Parantez açalım,  yıllarca bünyesinde top koşturduğum Gazimağusa’mızın hem ülkemizin güzide Kulübümüz Mağusa Türk Gücü’nün Şampiyonluklarını gönülden tebrik eder, Futbolcusundan teknik heyetine, yönetiminden taraftarına, Gazimağusa’lılara hizmeti geçenleri kutlar nice başarılar dilerim. Hayırlı olsun.
          Sorumluluk asla Türk Liderinde değildir bayan Guellar. Çözümsüzlüğün sorumlusu sizin  Kıbrıs’a gönderildiğiniz yerdir BM’dir, Kıbrıs sorununu yaratanları, Cumhuriyeti darbelerle yıkanları, adayı kana bulayanları, Türk ortağı devletten silah zoruyla kovanları, çözüm planlarını sürekli reddedenleri haksızca koruyup kollayan, ortaklık Cumhuriyetini saldırgan darbecilere teslim ederek şımartan, masum Türk ortağı da cezalarla ambargolarla dünyadan izole eden BMGK’dir, ayrıca Kıbrıs sorununun esas yaratıcısı, çözümsüzlükten de sorumlu Rum Liderliğidir sayın bayan Guellar. Çözümün kilidi de anahtarı da BMGK’dedir. Adada yaşanan gerçekleri öğrenin ve ona göre Türk tarafına sorumluluk yükleyin. Güney yönetimi asla Kıbrıs Cumhuriyeti değildir ve BM’in hala Rumları Kıbrıs Cumhuriyeti diye tanıması Adaletten yoksun, miadı dolmuş, kokuşmuş, itibarını yitirmiş bir oluşumun ta kendisidir, yüz karasıdır.

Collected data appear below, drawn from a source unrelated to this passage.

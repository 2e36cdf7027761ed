//! A small wrapper over wgpu for experimenting with shaders.
//!
//! One [`Shader`] owns one program: a vertex and fragment WGSL snippet, a set of named
//! uniforms, a set of named attribute buffers, an optional texture and a camera. The
//! wrapper generates the declarations both snippets share, keeps the built-in uniforms
//! (`time`, `resolution`, `mousemove`, `projection`, `has_texture`) current and draws
//! every frame.
//!
//! ```no_run
//! use glint_shader::{Primitive, ShaderOptions};
//!
//! let options = ShaderOptions::new()
//!     .title("triangle")
//!     .primitive(Primitive::Triangles)
//!     .buffer("position", 3, vec![-10.0, -10.0, 0.0, 10.0, -10.0, 0.0, 0.0, 10.0, 0.0])
//!     .buffer("color", 4, vec![1.0, 0.0, 0.0, 1.0, 0.0, 1.0, 0.0, 1.0, 0.0, 0.0, 1.0, 1.0]);
//!
//! glint_shader::run(options).unwrap();
//! ```

mod app;
mod buffer;
mod camera;
mod error;
mod options;
mod program;
mod shader;
mod texture;
mod uniform;

pub use app::{run, ShaderApp};
pub use buffer::{default_buffers, AttributeBuffer, BufferSet};
pub use camera::{orthographic, perspective, Camera};
pub use error::ShaderError;
pub use options::{
    Primitive, ResizeCallback, ShaderOptions, Side, UpdateCallback, DEFAULT_FRAGMENT,
    DEFAULT_VERTEX,
};
pub use program::{assemble, check, prelude, FRAGMENT_ENTRY, VERTEX_ENTRY};
pub use shader::{pointer_to_clip, Shader};
pub use texture::TextureSource;
pub use uniform::{default_uniforms, UniformSet, UniformType, UniformValue};
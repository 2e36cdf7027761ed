/// Keyboard key identifier.
///
/// A handful of keys are named; everything else is `Unknown` with the platform key code.
#[derive(Debug, Copy, Clone, Eq, PartialEq, Hash)]
pub enum Key {
    Escape,
    Enter,
    Space,
    ArrowUp,
    ArrowDown,
    ArrowLeft,
    ArrowRight,
    Unknown(u32),
}

#[derive(Debug, Copy, Clone, Eq, PartialEq)]
pub enum KeyState {
    Pressed,
    Released,
}

/// Platform-agnostic input event.
///
/// Pointer coordinates are logical pixels relative to the window's top-left corner.
#[derive(Debug, Clone, PartialEq)]
pub enum InputEvent {
    PointerMoved { x: f32, y: f32 },
    PointerLeft,
    Focused(bool),
    Key {
        key: Key,
        state: KeyState,
        repeat: bool,
    },
}
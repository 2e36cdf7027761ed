//! The shader's single optional texture.
//!
//! A 1x1 transparent placeholder is always bound so the program layout never changes;
//! loading an image swaps it out and flips the `has_texture` uniform.

use std::path::PathBuf;

use crate::error::ShaderError;

/// Where texture pixels come from.
#[derive(Debug, Clone, PartialEq)]
pub enum TextureSource {
    Path(PathBuf),
    /// Encoded image bytes (PNG, JPEG, ...).
    Bytes(Vec<u8>),
}

impl TextureSource {
    /// Decodes the source into RGBA8 pixels.
    pub fn decode(&self) -> Result<image::RgbaImage, ShaderError> {
        let img = match self {
            TextureSource::Path(path) => image::open(path)?,
            TextureSource::Bytes(bytes) => image::load_from_memory(bytes)?,
        };
        Ok(img.to_rgba8())
    }

    fn describe(&self) -> String {
        match self {
            TextureSource::Path(path) => path.display().to_string(),
            TextureSource::Bytes(bytes) => format!("<{} bytes>", bytes.len()),
        }
    }
}

impl From<&str> for TextureSource {
    fn from(path: &str) -> Self {
        TextureSource::Path(PathBuf::from(path))
    }
}

impl From<PathBuf> for TextureSource {
    fn from(path: PathBuf) -> Self {
        TextureSource::Path(path)
    }
}

impl From<Vec<u8>> for TextureSource {
    fn from(bytes: Vec<u8>) -> Self {
        TextureSource::Bytes(bytes)
    }
}

/// GPU texture + view + sampler.
pub(crate) struct GpuTexture {
    _texture: wgpu::Texture,
    pub(crate) view: wgpu::TextureView,
    pub(crate) sampler: wgpu::Sampler,
    pub(crate) size: (u32, u32),
}

impl GpuTexture {
    /// A 1x1 transparent texel.
    pub(crate) fn placeholder(device: &wgpu::Device, queue: &wgpu::Queue) -> Self {
        Self::upload(device, queue, 1, 1, &[0, 0, 0, 0], "glint placeholder texture")
    }

    pub(crate) fn from_image(
        device: &wgpu::Device,
        queue: &wgpu::Queue,
        image: &image::RgbaImage,
    ) -> Self {
        let (width, height) = image.dimensions();
        Self::upload(device, queue, width, height, image.as_raw(), "glint texture")
    }

    /// Decodes `source` and uploads it. Errors are logged by the caller.
    pub(crate) fn load(
        device: &wgpu::Device,
        queue: &wgpu::Queue,
        source: &TextureSource,
    ) -> Result<Self, ShaderError> {
        let image = source.decode()?;
        check_size(image.dimensions(), device.limits().max_texture_dimension_2d)?;
        log::debug!(
            "loaded texture {} ({}x{})",
            source.describe(),
            image.width(),
            image.height()
        );
        Ok(Self::from_image(device, queue, &image))
    }

    fn upload(
        device: &wgpu::Device,
        queue: &wgpu::Queue,
        width: u32,
        height: u32,
        rgba: &[u8],
        label: &str,
    ) -> Self {
        let size = wgpu::Extent3d {
            width,
            height,
            depth_or_array_layers: 1,
        };

        let texture = device.create_texture(&wgpu::TextureDescriptor {
            label: Some(label),
            size,
            mip_level_count: 1,
            sample_count: 1,
            dimension: wgpu::TextureDimension::D2,
            format: wgpu::TextureFormat::Rgba8UnormSrgb,
            usage: wgpu::TextureUsages::TEXTURE_BINDING | wgpu::TextureUsages::COPY_DST,
            view_formats: &[],
        });

        queue.write_texture(
            wgpu::TexelCopyTextureInfo {
                texture: &texture,
                mip_level: 0,
                origin: wgpu::Origin3d::ZERO,
                aspect: wgpu::TextureAspect::All,
            },
            rgba,
            wgpu::TexelCopyBufferLayout {
                offset: 0,
                bytes_per_row: Some(4 * width),
                rows_per_image: Some(height),
            },
            size,
        );

        let view = texture.create_view(&wgpu::TextureViewDescriptor::default());
        let sampler = device.create_sampler(&wgpu::SamplerDescriptor {
            label: Some("glint texture sampler"),
            address_mode_u: wgpu::AddressMode::ClampToEdge,
            address_mode_v: wgpu::AddressMode::ClampToEdge,
            address_mode_w: wgpu::AddressMode::ClampToEdge,
            mag_filter: wgpu::FilterMode::Linear,
            min_filter: wgpu::FilterMode::Linear,
            mipmap_filter: wgpu::MipmapFilterMode::Nearest,
            ..Default::default()
        });

        Self {
            _texture: texture,
            view,
            sampler,
            size: (width, height),
        }
    }
}

fn check_size((width, height): (u32, u32), max: u32) -> Result<(), ShaderError> {
    if width > max || height > max {
        return Err(ShaderError::TextureSize { width, height, max });
    }
    Ok(())
}

#[cfg(test)]
mod tests {
    use super::*;
    use std::io::Cursor;

    fn png_bytes(width: u32, height: u32, pixel: [u8; 4]) -> Vec<u8> {
        let img = image::RgbaImage::from_pixel(width, height, image::Rgba(pixel));
        let mut out = Cursor::new(Vec::new());
        img.write_to(&mut out, image::ImageFormat::Png)
            .expect("encode png");
        out.into_inner()
    }

    #[test]
    fn decodes_png_bytes_to_rgba() {
        let source = TextureSource::from(png_bytes(3, 2, [10, 20, 30, 255]));
        let img = source.decode().unwrap();

        assert_eq!(img.dimensions(), (3, 2));
        assert_eq!(img.get_pixel(2, 1).0, [10, 20, 30, 255]);
    }

    #[test]
    fn garbage_bytes_are_a_texture_error() {
        let source = TextureSource::Bytes(vec![1, 2, 3, 4]);
        assert!(matches!(source.decode(), Err(ShaderError::Texture(_))));
    }

    #[test]
    fn missing_file_is_a_texture_error() {
        let source = TextureSource::from("does/not/exist.png");
        assert!(matches!(source.decode(), Err(ShaderError::Texture(_))));
    }

    #[test]
    fn describe_names_the_source() {
        assert_eq!(TextureSource::from("a/b.png").describe(), "a/b.png");
        assert_eq!(TextureSource::Bytes(vec![0; 5]).describe(), "<5 bytes>");
    }

    #[test]
    fn size_limit_applies_to_each_side() {
        assert!(check_size((8192, 8192), 8192).is_ok());
        assert!(matches!(
            check_size((8193, 1), 8192),
            Err(ShaderError::TextureSize { width: 8193, height: 1, max: 8192 })
        ));
        assert!(matches!(
            check_size((1, 9000), 8192),
            Err(ShaderError::TextureSize { .. })
        ));
    }

    #[test]
    fn oversized_image_is_rejected_before_upload() {
        let (device, queue) = wgpu::Device::noop(&wgpu::DeviceDescriptor::default());
        let max = device.limits().max_texture_dimension_2d;

        let source = TextureSource::from(png_bytes(max + 1, 1, [255, 0, 0, 255]));
        assert!(source.decode().is_ok());

        match GpuTexture::load(&device, &queue, &source) {
            Err(ShaderError::TextureSize { width, max: limit, .. }) => {
                assert_eq!(width, max + 1);
                assert_eq!(limit, max);
            }
            Err(other) => panic!("expected size error, got {other:?}"),
            Ok(_) => panic!("expected size error, got a texture"),
        }
    }

    #[test]
    fn image_within_limits_uploads() {
        let (device, queue) = wgpu::Device::noop(&wgpu::DeviceDescriptor::default());
        let source = TextureSource::from(png_bytes(4, 2, [0, 255, 0, 255]));

        let texture = GpuTexture::load(&device, &queue, &source).unwrap();
        assert_eq!(texture.size, (4, 2));
    }
}
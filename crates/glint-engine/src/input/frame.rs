use std::collections::HashSet;

use super::types::{InputEvent, Key};

/// Per-frame input deltas.
///
/// `InputState` holds the current state; `InputFrame` holds what changed since the last
/// frame.
#[derive(Debug, Default)]
pub struct InputFrame {
    /// Raw events in arrival order.
    pub events: Vec<InputEvent>,

    /// Keys pressed this frame.
    pub keys_pressed: HashSet<Key>,

    /// Keys released this frame.
    pub keys_released: HashSet<Key>,

    /// Whether the pointer moved this frame.
    pub pointer_moved: bool,
}

impl InputFrame {
    pub fn clear(&mut self) {
        self.events.clear();
        self.keys_pressed.clear();
        self.keys_released.clear();
        self.pointer_moved = false;
    }

    pub fn key_pressed(&self, key: Key) -> bool {
        self.keys_pressed.contains(&key)
    }
}
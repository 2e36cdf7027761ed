use anyhow::{Context, Result};
use wgpu::SurfaceError;
use winit::dpi::PhysicalSize;
use winit::window::Window;

use super::surface;

/// Initialization parameters for the GPU layer.
#[derive(Debug, Clone)]
pub struct GpuInit {
    pub prefer_srgb: bool,
    /// FIFO paces the loop to the display refresh, like an animation-frame callback.
    pub present_mode: wgpu::PresentMode,
    /// Falls back to a supported mode when unavailable.
    pub alpha_mode: Option<wgpu::CompositeAlphaMode>,
    pub required_features: wgpu::Features,
    pub required_limits: wgpu::Limits,
    pub desired_maximum_frame_latency: u32,
}

impl Default for GpuInit {
    fn default() -> Self {
        Self {
            prefer_srgb: true,
            present_mode: wgpu::PresentMode::Fifo,
            alpha_mode: None,
            required_features: wgpu::Features::empty(),
            required_limits: wgpu::Limits::default(),
            desired_maximum_frame_latency: 2,
        }
    }
}

/// Represents a single acquired frame.
///
/// Short-lived: holding the surface texture prevents acquisition of the next frame.
pub struct GpuFrame {
    pub surface_texture: wgpu::SurfaceTexture,
    pub view: wgpu::TextureView,
    pub encoder: wgpu::CommandEncoder,
}

/// High-level response after a surface error.
#[derive(Debug, Copy, Clone, Eq, PartialEq)]
pub enum SurfaceErrorAction {
    /// Surface was reconfigured; rendering may resume next frame.
    Reconfigured,
    /// Transient error; skip the current frame.
    SkipFrame,
    /// Fatal error (commonly OOM); terminate gracefully.
    Fatal,
}

/// The graphics context of one window: device, queue and the configured surface.
pub struct Gpu<'w> {
    _instance: wgpu::Instance,

    /// Surface bound to the window; the window must outlive `Gpu`.
    surface: wgpu::Surface<'w>,

    adapter_info: wgpu::AdapterInfo,
    device: wgpu::Device,
    queue: wgpu::Queue,

    /// Active surface configuration.
    config: wgpu::SurfaceConfiguration,

    /// Current drawable size in physical pixels.
    size: PhysicalSize<u32>,
}

impl<'w> Gpu<'w> {
    /// Creates a GPU context bound to a window.
    ///
    /// Adapter/device acquisition is asynchronous under wgpu.
    pub async fn new(window: &'w Window, init: GpuInit) -> Result<Self> {
        let size = window.inner_size();
        anyhow::ensure!(size.width > 0 && size.height > 0, "window has zero size");

        let GpuInit {
            prefer_srgb,
            present_mode,
            alpha_mode,
            required_features,
            required_limits,
            desired_maximum_frame_latency,
        } = init;

        let instance = wgpu::Instance::new(&wgpu::InstanceDescriptor {
            backends: wgpu::Backends::all(),
            ..Default::default()
        });

        let surface = instance
            .create_surface(window)
            .context("failed to create wgpu surface")?;

        let adapter = instance
            .request_adapter(&wgpu::RequestAdapterOptions {
                power_preference: wgpu::PowerPreference::HighPerformance,
                compatible_surface: Some(&surface),
                force_fallback_adapter: false,
            })
            .await
            .context("failed to find a suitable GPU adapter")?;

        let adapter_info = adapter.get_info();
        log::info!(
            "using adapter {:?} ({:?}, {:?})",
            adapter_info.name,
            adapter_info.backend,
            adapter_info.device_type
        );

        let (device, queue) = adapter
            .request_device(&wgpu::DeviceDescriptor {
                label: Some("glint device"),
                required_features,
                required_limits,
                experimental_features: wgpu::ExperimentalFeatures::disabled(),
                memory_hints: wgpu::MemoryHints::Performance,
                trace: wgpu::Trace::Off,
            })
            .await
            .context("failed to create wgpu device/queue")?;

        let caps = surface.get_capabilities(&adapter);
        let format = surface::choose_surface_format(&caps.formats, prefer_srgb)
            .context("no supported surface formats")?;
        let alpha_mode = surface::choose_alpha_mode(&caps.alpha_modes, alpha_mode);

        let config = wgpu::SurfaceConfiguration {
            usage: wgpu::TextureUsages::RENDER_ATTACHMENT,
            format,
            width: size.width.max(1),
            height: size.height.max(1),
            present_mode,
            alpha_mode,
            view_formats: vec![],
            desired_maximum_frame_latency,
        };

        surface.configure(&device, &config);
        log::debug!("surface configured: {format:?} {}x{}", size.width, size.height);

        Ok(Self {
            _instance: instance,
            surface,
            adapter_info,
            device,
            queue,
            config,
            size,
        })
    }

    pub fn surface_format(&self) -> wgpu::TextureFormat {
        self.config.format
    }

    /// Drawable size in physical pixels. May be 0x0 while minimized.
    pub fn size(&self) -> PhysicalSize<u32> {
        self.size
    }

    pub fn device(&self) -> &wgpu::Device {
        &self.device
    }

    pub fn queue(&self) -> &wgpu::Queue {
        &self.queue
    }

    pub fn adapter_info(&self) -> &wgpu::AdapterInfo {
        &self.adapter_info
    }

    /// Reconfigures the surface after a resize.
    ///
    /// wgpu cannot configure a 0x0 surface (minimized window); only the stored size is
    /// updated then and configuration waits for the next non-zero size.
    pub fn resize(&mut self, new_size: PhysicalSize<u32>) {
        self.size = new_size;
        if new_size.width == 0 || new_size.height == 0 {
            return;
        }

        self.config.width = new_size.width;
        self.config.height = new_size.height;
        self.surface.configure(&self.device, &self.config);
    }

    /// Acquires the next surface texture and creates an encoder.
    pub fn begin_frame(&self) -> std::result::Result<GpuFrame, SurfaceError> {
        let surface_texture = self.surface.get_current_texture()?;
        let view = surface_texture
            .texture
            .create_view(&wgpu::TextureViewDescriptor::default());

        let encoder = self
            .device
            .create_command_encoder(&wgpu::CommandEncoderDescriptor {
                label: Some("glint frame encoder"),
            });

        Ok(GpuFrame {
            surface_texture,
            view,
            encoder,
        })
    }

    /// Submits the recorded commands and presents the frame.
    pub fn submit(&self, frame: GpuFrame) {
        let GpuFrame {
            surface_texture,
            view,
            encoder,
        } = frame;
        self.queue.submit(std::iter::once(encoder.finish()));
        drop(view);
        surface_texture.present();
    }

    /// Converts a `SurfaceError` into a higher-level action, reconfiguring if needed.
    pub fn handle_surface_error(&mut self, err: SurfaceError) -> SurfaceErrorAction {
        let action = surface::classify_surface_error(&err);
        match action {
            SurfaceErrorAction::Reconfigured => {
                if self.size.width > 0 && self.size.height > 0 {
                    self.surface.configure(&self.device, &self.config);
                }
                log::debug!("surface {err:?}; reconfigured");
            }
            SurfaceErrorAction::SkipFrame => log::debug!("surface {err:?}; skipping frame"),
            SurfaceErrorAction::Fatal => log::error!("surface {err:?}; giving up"),
        }
        action
    }
}
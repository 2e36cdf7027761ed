use anyhow::Result;

use super::ctx::FrameCtx;

/// Control directive returned by app callbacks.
#[derive(Debug, Copy, Clone, Eq, PartialEq)]
pub enum AppControl {
    Continue,
    Exit,
}

/// Application contract implemented by the demos and the shader wrapper.
pub trait App {
    /// Called once per rendered frame, from the animation-frame loop.
    ///
    /// An error stops the loop and is returned from `Runtime::run`.
    fn on_frame(&mut self, ctx: &mut FrameCtx<'_, '_>) -> Result<AppControl>;

    /// Called once after the loop has stopped.
    fn on_exit(&mut self) {}
}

         Neye dayanarak ve ne hakla Rumlar tek başına Kıbrıs Cumhuriyeti olarak tanınıyor bayan Guellar? Bu, Uluslararası Kıbrıs Cumhuriyeti Antlaşmalarını çiğnemektir, Anayasasını ayaklar altına almaktır.  BM’de kayıtlı Rumlardan oluşan bir Cumhuriyet yoktur. Bunun başlıca sebebi hukuk dışı 186 nolu 3 aylık geçici karardır, lakin bu hukuk dışı karar 60 yıl 3 aydır uzatılmaktadır ki bu BMGK’nin güvensiz oluşunu, kendi kendini sıfırladığını ortaya koyuyordur. Çok  ayıptır hem insafsızlıktır. O yüzden BM parametrelerinin soruna çözüm olmadığı geçen 56 yılda pek ala ortaya çıkmıştır, hele 186 dururken. 1960 Cumhuriyeti bir çeşit Federasyondu, zar zor 3 yıl sürdü, üstelik 3 ülke Garantörlüğünde. Türkler ve Rumların kurucu ortaklığında iki tarafın imzaları ile kuruldu.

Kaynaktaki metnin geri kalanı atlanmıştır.